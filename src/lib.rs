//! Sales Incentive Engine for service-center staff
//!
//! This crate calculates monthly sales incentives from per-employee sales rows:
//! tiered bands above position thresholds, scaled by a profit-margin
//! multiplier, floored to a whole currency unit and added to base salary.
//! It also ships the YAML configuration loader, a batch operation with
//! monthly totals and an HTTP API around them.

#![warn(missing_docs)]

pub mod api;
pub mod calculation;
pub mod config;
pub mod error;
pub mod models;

◇ ◇ ◇

- [Work order] Select every line in the material above where the string "monthly" occurs, and copy it.

- [Task answer]
//! This crate calculates monthly sales incentives from per-employee sales rows:
//! monthly totals and an HTTP API around them.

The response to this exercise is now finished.